Ashya was being treated in hospital in Southampton when his parents took him abroad without telling staff last year.
They ignored medical advice and took him to Prague for proton beam therapy.
It was later revealed Ashya did not receive subsequent chemotherapy in Prague, a move the team in Southampton say could jeopardise his recovery.
Speaking exclusively to the BBC, Dr Peter Wilson, paediatric intensive care consultant at Southampton General Hospital, said: "We are unsure as to exactly what treatment he is receiving but what we do know is... every month that goes by that he's not getting chemotherapy, his outcome worsens.
"There are experts in the country that have already quoted figures of halving survival - so survival going from 80% to 40% or 50%, which is quite dramatic."
The Kings' version of events last year sparked a public outcry and staff members in Southampton said they received angry emails, letters and phone calls which, at one stage, forced the hospital to shut its switchboard.
The King family, who in March said five-year-old Ashya was now cancer free, declined to be interviewed as part of the BBC programme.
Has Ashya been cured?
In March, four months after the proton treatment ended, Brett King told a national newspaper a recent scan showed "no evidence" of the tumour.
But cancer experts have told the BBC although it appears Ashya is in remission it is far too early to say he has been completely cured.
Oncology specialist Professor Karol Sikora said: "Ashya is not completely out of the woods yet, but 78% of children with this type of rare cancer actually survive and are cured.
"The fact he is disease free at this point is great, but it doesn't mean he is cured yet."
The breakdown in the relationship between Brett King and the hospital stemmed from his belief that Ashya should not receive radiotherapy and chemotherapy following surgery to remove a brain tumour.
Mr King claimed in a YouTube video that staff threatened him with a court order if he refused Ashya's treatment, something the hospital has denied.
He told journalists in Spain after his arrest: "They were going to kill him in England or turn him into a vegetable."
Key events
- Ashya had surgery for a medulloblastoma brain tumour at Southampton General Hospital in July 2014
- His parents, Brett and Naghemeh, removed him from the hospital on 28 August and sparked a manhunt when they travelled to Spain
- They were arrested but later released and Ashya was flown to Prague, Czech Republic, for proton beam treatment
- He had six weeks of proton beam therapy, which cost between £60,000 and £65,000, according to the treatment centre, and was paid for by the NHS
- Ashya returned to hospital in Spain
- In March, Brett King announced his son was free of cancer
Through the media, the King family raised tens of thousands of pounds for Ashya's treatment before the NHS agreed to pay for proton therapy in Prague.
Dr Nicky Thorp, of the Children's Cancer and Leukaemia Group of paediatricians, said: "We were dismayed, but on reflection I can see why NHS England agreed to fund that child's case. The child was there, the child needed radiotherapy.

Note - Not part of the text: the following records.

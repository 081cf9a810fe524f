use std::collections::HashMap;
use std::sync::atomic::{AtomicBool, AtomicUsize, Ordering};
use std::sync::{Arc, Mutex};

use async_trait::async_trait;
use chrono::{Duration, Utc};
use sea_orm::{ActiveModelTrait, Set};
use tokio::sync::mpsc;
use uuid::Uuid;

use storefront_api::config::AppConfig;
use storefront_api::db;
use storefront_api::entities::{
    attribute, category, discount, product, user, variant, variant_attribute,
};
use storefront_api::errors::ServiceError;
use storefront_api::events::{process_events, EventSender};
use storefront_api::services::cart::CartRepository;
use storefront_api::services::payments::paypal::{PaypalGateway, PaypalOrder};
use storefront_api::services::payments::stripe::{
    CheckoutSession, CreateSessionParams, StripeGateway,
};
use storefront_api::AppState;

/// Application state backed by an in-memory SQLite database, with mock
/// payment gateways the tests can script.
pub struct TestApp {
    pub state: Arc<AppState>,
    pub stripe: Arc<MockStripeGateway>,
    pub paypal: Arc<MockPaypalGateway>,
}

impl TestApp {
    pub async fn new() -> Self {
        let mut cfg = AppConfig::new(
            "sqlite::memory:".to_string(),
            "test_jwt_secret_that_is_at_least_32_chars".to_string(),
            "test_cookie_secret_that_is_32_chars_long".to_string(),
            "127.0.0.1".to_string(),
            0,
            "test".to_string(),
        );
        // A pooled in-memory SQLite gives every connection its own database;
        // keep the pool at a single connection.
        cfg.db_max_connections = 1;
        cfg.db_min_connections = 1;

        let pool = db::establish_connection_from_app_config(&cfg)
            .await
            .expect("failed to create test database");
        db::create_schema(&pool)
            .await
            .expect("failed to create schema");

        let (tx, rx) = mpsc::channel(256);
        tokio::spawn(process_events(rx));

        let stripe = Arc::new(MockStripeGateway::default());
        let paypal = Arc::new(MockPaypalGateway::default());

        let state = Arc::new(AppState::new(
            Arc::new(pool),
            Arc::new(cfg),
            Arc::new(EventSender::new(tx)),
            stripe.clone(),
            paypal.clone(),
        ));

        Self {
            state,
            stripe,
            paypal,
        }
    }

    pub async fn seed_user(&self, email: &str) -> Uuid {
        let now = Utc::now();
        let id = Uuid::new_v4();
        let account = user::ActiveModel {
            id: Set(id),
            email: Set(email.to_string()),
            password_hash: Set("unused-in-tests".to_string()),
            name: Set("Test Shopper".to_string()),
            created_at: Set(now),
            updated_at: Set(now),
        };
        account
            .insert(&*self.state.db)
            .await
            .expect("failed to seed user");
        id
    }

    /// Seeds a category + product + single variant. Returns (product id,
    /// variant id).
    pub async fn seed_variant(
        &self,
        price: i64,
        stock: i32,
        available: bool,
        discount: Option<(i32, Duration)>,
    ) -> (Uuid, Uuid) {
        let now = Utc::now();

        let discount_id = match discount {
            Some((percent, valid_for)) => {
                let id = Uuid::new_v4();
                let row = discount::ActiveModel {
                    id: Set(id),
                    percent: Set(percent),
                    valid_until: Set(now + valid_for),
                };
                row.insert(&*self.state.db)
                    .await
                    .expect("failed to seed discount");
                Some(id)
            }
            None => None,
        };

        let category_id = Uuid::new_v4();
        let cat = category::ActiveModel {
            id: Set(category_id),
            name: Set("Apparel".to_string()),
            slug: Set(format!("apparel-{}", category_id)),
        };
        cat.insert(&*self.state.db)
            .await
            .expect("failed to seed category");

        let product_id = Uuid::new_v4();
        let prod = product::ActiveModel {
            id: Set(product_id),
            slug: Set(format!("tee-{}", product_id)),
            name: Set("Test Tee".to_string()),
            description: Set("A tee for tests".to_string()),
            category_id: Set(category_id),
            discount_id: Set(discount_id),
            created_at: Set(now),
            updated_at: Set(now),
        };
        prod.insert(&*self.state.db)
            .await
            .expect("failed to seed product");

        let variant_id = Uuid::new_v4();
        let var = variant::ActiveModel {
            id: Set(variant_id),
            product_id: Set(product_id),
            price: Set(price),
            quantity_in_stock: Set(stock),
            sold_amount: Set(0),
            available_for_sale: Set(available),
            created_at: Set(now),
            updated_at: Set(now),
        };
        var.insert(&*self.state.db)
            .await
            .expect("failed to seed variant");

        (product_id, variant_id)
    }

    /// Seeds an attribute and links it to a variant. Returns the attribute
    /// id.
    pub async fn seed_attribute(
        &self,
        variant_id: Uuid,
        kind: attribute::AttributeKind,
        name: &str,
        value: &str,
    ) -> Uuid {
        let attribute_id = Uuid::new_v4();
        let attr = attribute::ActiveModel {
            id: Set(attribute_id),
            kind: Set(kind),
            name: Set(name.to_string()),
            value: Set(value.to_string()),
        };
        attr.insert(&*self.state.db)
            .await
            .expect("failed to seed attribute");

        let link = variant_attribute::ActiveModel {
            variant_id: Set(variant_id),
            attribute_id: Set(attribute_id),
        };
        link.insert(&*self.state.db)
            .await
            .expect("failed to link attribute");
        attribute_id
    }

    /// Puts a line into a user's DB cart through the repository.
    pub async fn add_to_cart(&self, user_id: Uuid, variant_id: Uuid, quantity: i32) {
        let mut repo = self.state.services.cart.for_user(user_id);
        repo.add_item(variant_id, quantity)
            .await
            .expect("failed to add to cart");
    }
}

#[derive(Default)]
pub struct MockStripeGateway {
    counter: AtomicUsize,
    sessions: Mutex<HashMap<String, CheckoutSession>>,
    pub fail_retrieve: AtomicBool,
}

impl MockStripeGateway {
    /// Flips a session into the state Stripe reports after the shopper
    /// pays.
    pub fn mark_paid(&self, session_id: &str) {
        let mut sessions = self.sessions.lock().unwrap();
        if let Some(session) = sessions.get_mut(session_id) {
            session.status = Some("complete".to_string());
            session.payment_status = Some("paid".to_string());
        }
    }

    pub fn fail_next_retrieve(&self) {
        self.fail_retrieve.store(true, Ordering::SeqCst);
    }
}

#[async_trait]
impl StripeGateway for MockStripeGateway {
    async fn create_session(
        &self,
        params: CreateSessionParams,
    ) -> Result<CheckoutSession, ServiceError> {
        let n = self.counter.fetch_add(1, Ordering::SeqCst);
        let id = format!("cs_test_{}", n);
        let session = CheckoutSession {
            id: id.clone(),
            status: Some("open".to_string()),
            payment_status: Some("unpaid".to_string()),
            url: Some(format!("https://checkout.stripe.test/{}", id)),
            metadata: HashMap::from([("orderId".to_string(), params.order_id.to_string())]),
        };
        self.sessions.lock().unwrap().insert(id, session.clone());
        Ok(session)
    }

    async fn retrieve_session(&self, session_id: &str) -> Result<CheckoutSession, ServiceError> {
        if self.fail_retrieve.swap(false, Ordering::SeqCst) {
            return Err(ServiceError::ExternalServiceError(
                "simulated provider outage".to_string(),
            ));
        }
        self.sessions
            .lock()
            .unwrap()
            .get(session_id)
            .cloned()
            .ok_or_else(|| {
                ServiceError::ExternalServiceError(format!("no such session {}", session_id))
            })
    }
}

#[derive(Default)]
pub struct MockPaypalGateway {
    counter: AtomicUsize,
    pub fail_capture: AtomicBool,
}

impl MockPaypalGateway {
    pub fn fail_next_capture(&self) {
        self.fail_capture.store(true, Ordering::SeqCst);
    }
}

#[async_trait]
impl PaypalGateway for MockPaypalGateway {
    async fn create_order(
        &self,
        _amount: &str,
        _currency: &str,
    ) -> Result<PaypalOrder, ServiceError> {
        let n = self.counter.fetch_add(1, Ordering::SeqCst);
        Ok(PaypalOrder {
            id: format!("PAYPAL-{}", n),
            status: "CREATED".to_string(),
        })
    }

    async fn capture_order(&self, provider_order_id: &str) -> Result<PaypalOrder, ServiceError> {
        if self.fail_capture.swap(false, Ordering::SeqCst) {
            return Err(ServiceError::ExternalServiceError(
                "simulated capture failure".to_string(),
            ));
        }
        Ok(PaypalOrder {
            id: provider_order_id.to_string(),
            status: "COMPLETED".to_string(),
        })
    }
}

"The use of protons does not improve cure rates of tumours... and it saddens me to see the way the truth can be twisted and misunderstood."
In Prague, Ashya's parents refused the chemotherapy, which had been recommended by doctors and ordered by the High Court.
But in March, four months after the proton treatment ended, Mr King said his son was cancer free.
Paediatric oncology consultant Dr Ramya Ramanujachar, who was involved in Ashya's treatment, warned the case could set a worrying precedent.
She said: "I don't think the parents can look after their own child with a brain tumour and be not only the carers but also the professionals directing, managing and dictating their child's treatment."
Dr Wilson said the case had led to an "impossible situation" for clinicians faced with families in the same situation.
"That is deeply unfair when the NHS is always supposed to be about equal healthcare for all," he added.
Ashya: The Untold Story is to be broadcast on BBC1 in the South region on Friday at 19:30 BST.